[Exercise] Please set down only the lines between the line containing "across this boundary." and the end of the records, inclusive, exactly as they stand.

[Supplied records]
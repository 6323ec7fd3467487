use async_trait::async_trait;

use crate::store::error::StoreError;
use crate::store::types::Record;

/// Storage backend capability set. Every implementation must agree on key
/// ordering (lexicographic, byte-wise) so the engine's pagination produces
/// identical slices regardless of the active backend; the conformance tests
/// in `tests/conformance.rs` run unchanged against each implementation.
#[async_trait]
pub trait Backend: Send + Sync + std::fmt::Debug {
    /// Upsert a record. Replaces any existing record under the same key in
    /// full, including its expiry.
    async fn write(&self, table: &str, record: Record) -> Result<(), StoreError>;

    /// Exact-key lookup. Returns the raw record even when expired; expiry
    /// visibility is enforced by the engine.
    async fn read(&self, table: &str, key: &str) -> Result<Option<Record>, StoreError>;

    /// All records whose key starts with `prefix`, in ascending key order.
    /// An empty prefix matches every record. May include expired records.
    async fn read_prefix(&self, table: &str, prefix: &str) -> Result<Vec<Record>, StoreError>;

    /// Keys matching `prefix` in ascending order. Expired entries are
    /// excluded here rather than by the engine: a bare key carries no expiry
    /// across this boundary.
    async fn list(&self, table: &str, prefix: &str) -> Result<Vec<String>, StoreError>;

    /// Remove a record. Removing an absent key is not an error.
    async fn delete(&self, table: &str, key: &str) -> Result<(), StoreError>;
}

[Task output]
    /// across this boundary.
    async fn list(&self, table: &str, prefix: &str) -> Result<Vec<String>, StoreError>;

    /// Remove a record. Removing an absent key is not an error.
    async fn delete(&self, table: &str, key: &str) -> Result<(), StoreError>;
}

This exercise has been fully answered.